メール配信システムとは、配信登録されたメールアドレスに向けて、同じ内容のメールを一斉に大量送信するシステムの総称です。企業が独自に発行するメールマガジンの配信や、商品やサービスの紹介などで使われています。かつて、インターネットが普及したての時代には、一般的なメールソフトを使って、BCCなどの機能で一斉送信することがメールマガジンの主流でした。しかし、大量の配信リストを作成するだけでも手間がかかりますし、読者からの反応が薄い、あるいは配信の効果がよくわからずに闇雲に出し続けるしかない、などの問題を抱えていました。

せっかく出したメールマガジンにもかかわらず、読者からの反応が薄いのは、誤送信が起きていたり、迷惑メールに振り分けられていたりしていたことも原因のひとつでした。「まぐまぐ」などのメールマガジン配信プラットフォームも早い段階から出現し、人気を集めていました。しかし、配信相手となるメールアドレスのリストが非公開である点など、ビジネスで使うには不便な点も残っています。

そこで、メールマガジンを発行する企業向けに、これらの課題を解決する専用ソフトとして開発されたのが、メール配信システムです。まず、配信する大量のメールアドレスをリストとして整理・管理し、クリックひとつでいつでも配信できるようにした点が大きな進化でした。また、システムを経由することで、特定の時刻の配信予約や、本文への宛名の自動挿入、メールの到達率や開封率の測定、マガジンの購読開始と登録解除の自動管理など、今では当たり前の機能が実現できるようになったのです。こうした一連の機能によって、メールマガジンの配信担当者の業務効率が大幅に向上しました。さらに、迷惑メールに判定されないよう、相手のメールソフトの「スパム判定」をできるだけくぐり抜けて、到達率を自動的に引き上げる方法も、年々進化しています。この対策のためにユーザーは特に何もせず、システム任せにできる点も便利です。

現代において、企業がメール配信システムを使わずにメールマガジンを発行することは、もはや現実的といえません。インターネット上でBtoCビジネスを行うのなら、決して欠かせないシステムといえます。

2. メール配信システムが注目される理由とは

現代はSNSでのコミュニケーションが優勢であり、メールは時代遅れのように思えます。
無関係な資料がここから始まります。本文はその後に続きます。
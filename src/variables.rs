//! Typed request structs to GraphQL variables.
//!
//! Requests are plain `serde::Serialize` structs whose wire names are fixed by
//! `#[serde(rename...)]` attributes, so the mapping to the API's camelCase
//! variable names is checked at compile time and lives next to the field
//! declaration. [`flatten`] turns such a struct into the top-level variables
//! map sent with a GraphQL operation.
//!
//! Nested structs become nested maps and `Vec`s become arrays. Optional
//! fields follow a single policy across the crate: `None` is omitted from the
//! map (every `Option` field carries `skip_serializing_if = "Option::is_none"`).
//!
//! # Example
//!
//! ```rust
//! use serde::Serialize;
//! use wiz_provider::variables::flatten;
//!
//! #[derive(Serialize)]
//! #[serde(rename_all = "camelCase")]
//! struct Input {
//!     project_id: String,
//!     #[serde(skip_serializing_if = "Option::is_none")]
//!     description: Option<String>,
//! }
//!
//! let vars = flatten(&Input { project_id: "p-1".into(), description: None }).unwrap();
//! assert_eq!(vars["projectId"], "p-1");
//! assert!(!vars.contains_key("description"));
//! ```

use serde::Serialize;
use serde_json::{Map, Value};
use thiserror::Error;

/// A GraphQL variables map.
pub type Variables = Map<String, Value>;

/// Errors produced while flattening a request.
#[derive(Debug, Error)]
pub enum VariablesError {
    /// The value could not be serialized.
    #[error("failed to serialize variables: {0}")]
    Serialize(#[from] serde_json::Error),

    /// The value did not serialize to an object.
    #[error("variables must serialize to an object, got {kind}")]
    NotAnObject {
        /// JSON kind the value serialized to.
        kind: &'static str,
    },
}

/// Flattens a request into a GraphQL variables map.
///
/// The output is deterministic: `serde_json`'s map keeps keys sorted, so the
/// same request always yields the same map.
///
/// # Errors
///
/// Returns [`VariablesError::NotAnObject`] if `request` is not a struct or
/// map, and [`VariablesError::Serialize`] if a field fails to serialize.
pub fn flatten<T: Serialize + ?Sized>(request: &T) -> Result<Variables, VariablesError> {
    match serde_json::to_value(request)? {
        Value::Object(map) => Ok(map),
        other => Err(VariablesError::NotAnObject {
            kind: kind_of(&other),
        }),
    }
}

const fn kind_of(value: &Value) -> &'static str {
    match value {
        Value::Null => "null",
        Value::Bool(_) => "boolean",
        Value::Number(_) => "number",
        Value::String(_) => "string",
        Value::Array(_) => "array",
        Value::Object(_) => "object",
    }
}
しかし、メール配信サービスを展開する企業「オレンジスピリッツ」が2021年に全国的なアンケートを行った結果は、意外なものでした。「会社やお店からのお知らせを受け取るメディア」(複数回答)としては、Eメールが85.3%でダントツの最多回答だったのです。続いて2位はLINE (56.4%)、3位はTwitter (22.4%)でした。
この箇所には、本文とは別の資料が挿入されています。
//! OAuth-specific error types.
//!
//! # Error Types
//!
//! - [`OAuthError::ClientCredentialsFailed`]: the identity endpoint rejected the request
//! - [`OAuthError::InvalidTokenResponse`]: the token payload could not be used
//! - [`OAuthError::HttpError`]: wrapped HTTP client error (network, deadline)
//!
//! # Example
//!
//! ```rust
//! use wiz_provider::auth::oauth::OAuthError;
//!
//! let error = OAuthError::ClientCredentialsFailed {
//!     status: 401,
//!     message: "access_denied".to_string(),
//! };
//! assert!(error.to_string().contains("401"));
//! ```

use crate::clients::HttpError;
use thiserror::Error;

/// Errors that can occur during the client credentials exchange.
///
/// Every variant is fatal to client construction; the provider cannot
/// operate without a token.
#[derive(Debug, Error)]
pub enum OAuthError {
    /// The identity endpoint returned a non-success HTTP status.
    #[error("Client credentials exchange failed with status {status}: {message}")]
    ClientCredentialsFailed {
        /// The HTTP status code returned.
        status: u16,
        /// The error message from the response.
        message: String,
    },

    /// The token payload could not be parsed or carried no token.
    #[error("Invalid token response: {reason}")]
    InvalidTokenResponse {
        /// What was wrong with the payload.
        reason: String,
    },

    /// Wrapped HTTP client error.
    #[error(transparent)]
    HttpError(#[from] HttpError),
}

// Verify OAuthError is Send + Sync at compile time
const _: fn() = || {
    const fn assert_send_sync<T: Send + Sync>() {}
    assert_send_sync::<OAuthError>();
};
メールアドレスを登録したきっかけは「商品やサービスの購入後に送られてきた」と「サイトで見て自分の意思で登録した」が、ほぼ同率(45.5%、41.9%)だと判明しました。メールマガジンは迷惑メールとして嫌がられそうだというイメージがありますが、一般消費者は、まだ好意的に受け止めていることがわかります。つまり、現代でもメール配信システムは、ビジネスで活用するうえで有効であって、多くの企業から注目されるべき理由があるのです。

3. メール配信システムを導入するメリット

企業にとって、メール配信システムを導入しようとする主なメリットは次の通りです。

3-1. メルマガなどを効率的に配信するため

現代では使い古されている技術だとしばしば軽視されがちなメールですが、ビジネスシーンではまだまだほとんどの企業が使用しています。たとえ社内向けにはチャットツールで全てのコミュニケーションを完結している企業であっても、社外へ向けたコミュニケーションはメールを使っていることが多いです。
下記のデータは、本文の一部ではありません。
//! Grid ladder - price level generation

use super::errors::{GridError, GridResult};
use super::types::GridLevel;

/// Build the descending ladder of level prices around `center_price`.
///
/// Produces `2 * level_count - 1` prices: the center, `level_count - 1`
/// prices below it each `(1 - step_fraction)` times the previous one, and
/// `level_count - 1` prices above it each `(1 + step_fraction)` times the
/// previous one. Duplicates are kept.
pub fn generate_ladder(center_price: f64, step_fraction: f64, level_count: u32) -> GridResult<Vec<f64>> {
    if !(center_price > 0.0) || !center_price.is_finite() {
        return Err(GridError::InvalidConfig(format!(
            "center price must be positive, got {}",
            center_price
        )));
    }
    if !(step_fraction > 0.0 && step_fraction < 1.0) {
        return Err(GridError::InvalidConfig(format!(
            "step fraction must be in (0, 1), got {}",
            step_fraction
        )));
    }
    if level_count < 1 {
        return Err(GridError::InvalidConfig("level count must be at least 1".into()));
    }

    let side_count = (level_count - 1) as usize;
    let mut ladder = Vec::with_capacity(2 * side_count + 1);
    ladder.push(center_price);

    let mut last = center_price;
    for _ in 0..side_count {
        last *= 1.0 - step_fraction;
        ladder.push(last);
    }

    let mut last = center_price;
    for _ in 0..side_count {
        last *= 1.0 + step_fraction;
        ladder.push(last);
    }

    ladder.sort_by(|a, b| b.total_cmp(a));
    Ok(ladder)
}

/// Create one empty level per ladder price, indexed in ladder order
pub fn build_levels(ladder: &[f64]) -> Vec<GridLevel> {
    ladder
        .iter()
        .enumerate()
        .map(|(i, &price)| GridLevel::new(i as u32, price))
        .collect()
}

/// Round a price to `decimals` decimal places (half away from zero)
pub fn round_price(price: f64, decimals: u32) -> f64 {
    let multiplier = 10f64.powi(decimals as i32);
    (price * multiplier).round() / multiplier
}

#[cfg(test)]
mod tests {
    use super::*;

    fn assert_close(actual: &[f64], expected: &[f64]) {
        assert_eq!(actual.len(), expected.len());
        for (a, e) in actual.iter().zip(expected) {
            assert!((a - e).abs() < 1e-9, "{} != {}", a, e);
        }
    }

    #[test]
    fn test_geometric_ladder_both_directions() {
        let ladder = generate_ladder(100.0, 0.1, 3).unwrap();
        assert_close(&ladder, &[121.0, 110.0, 100.0, 90.0, 81.0]);
    }

    #[test]
    fn test_ladder_is_descending_and_sized() {
        let ladder = generate_ladder(10000.0, 0.01, 5).unwrap();
        assert_eq!(ladder.len(), 9);
        assert!(ladder.windows(2).all(|w| w[0] > w[1]));
        assert_eq!(ladder[4], 10000.0);
        assert!((ladder[5] - 9900.0).abs() < 1e-9);
        assert!((ladder[3] - 10100.0).abs() < 1e-9);
    }

    #[test]
    fn test_single_level_is_center_only() {
        let ladder = generate_ladder(50.0, 0.05, 1).unwrap();
        assert_eq!(ladder, vec![50.0]);
    }

    #[test]
    fn test_steps_compound_off_previous_price() {
        let ladder = generate_ladder(1000.0, 0.02, 4).unwrap();
        let below = &ladder[3..];
        for pair in below.windows(2) {
            assert!((pair[1] / pair[0] - 0.98).abs() < 1e-12);
        }
        let above = &ladder[..4];
        for pair in above.windows(2) {
            assert!((pair[0] / pair[1] - 1.02).abs() < 1e-12);
        }
    }

    #[test]
    fn test_invalid_inputs_rejected() {
        assert!(generate_ladder(0.0, 0.1, 3).is_err());
        assert!(generate_ladder(-5.0, 0.1, 3).is_err());
        assert!(generate_ladder(100.0, 0.0, 3).is_err());
        assert!(generate_ladder(100.0, 1.0, 3).is_err());
        assert!(generate_ladder(100.0, 0.1, 0).is_err());
        assert!(generate_ladder(f64::NAN, 0.1, 3).is_err());
    }

    #[test]
    fn test_build_levels_indexes_in_ladder_order() {
        let ladder = generate_ladder(100.0, 0.1, 2).unwrap();
        let levels = build_levels(&ladder);
        assert_eq!(levels.len(), 3);
        for (i, level) in levels.iter().enumerate() {
            assert_eq!(level.index, i as u32);
            assert_eq!(level.price, ladder[i]);
            assert!(level.is_empty());
        }
    }

    #[test]
    fn test_round_price() {
        assert_eq!(round_price(10000.000000001, 2), 10000.0);
        assert!((round_price(123.456, 2) - 123.46).abs() < 1e-9);
        assert!((round_price(123.456, 0) - 123.0).abs() < 1e-9);
    }
}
どんな端末を使っていようと、どんなネット環境にあろうと、電子メールはどんな人々でも使い慣れている世界共通のコミュニケーション手段といえます。その抜群の普及率を決して軽く見ることはできません。メールマガジンの登録も、アドレスを入力して登録ボタンを押すだけという、初心者でも直感的に理解できる方法です。このわかりやすさは、メールマガジンというメディアの強みといえるでしょう。

とはいえ、メール配信システムを使わずにメールマガジンを発行することは、とても非効率で手間がかかる作業です。インターネットの黎明期であればともかく、現代では数万件ないし数十万件のメールアドレスを見込み客リストとして保有している企業も珍しくありません。これほどの規模の相手に一斉送信するには、メールソフトの手動操作は現実的でなく、専用システムの力を借りることがはるかに合理的な選択です。メール配信システムを導入すれば、数十万人規模のリストへの一斉送信にも堪えられる専用サーバーを使える場合があります。また、メールマガジン担当者の業務負担が軽くなり、貴重な人材をより効率的に活用できるようになるでしょう。

3-2. メールマガジンの反応率を高めるため

メールを大量に一斉送信するだけであれば、一定の割合でメールが届かないアドレスが発生します。受信エラーやスパム判定(迷惑メール判定)によって、送信が弾かれてしまうからです。プロバイダメールや一部のフリーメールは、迷惑メールの送信元のパターンを学習していて、自動的に受信せず専用のスパムフォルダに保存します(一定時間の経過で消去される)。メールマガジンの反応率が上がらないのは、そもそもメールが届いているアドレスが多くないことも一因だと考えられます。

そこで、メール配信システムは独自に、スパム判定をかいくぐってメール受信を成功させる仕組みを整備しています。その仕組みの多くは非公開ですが、別のメールサーバーを経由させるなどして、スパムとは異なる送信パターンを作り出すことで、スパム判定を機能させなくします

また、メールは届いているけれども「開封されていない」ことが理由で、反応率が下がっていることもあります。しかし、一般的なメールソフトでは、相手がメールを開封している(読んでいる)かどうかを知る術はありません。しかし、メール配信システムでは相手のメール開封を検知できる技術を導入している場合があります。よって、過去にメール開封率が高かったマガジンを検証して、その内容のパターンや共通点を抽出することにより、反応率を高める施策を実行でき、今後のメールマガジンの作成に活かすことができます。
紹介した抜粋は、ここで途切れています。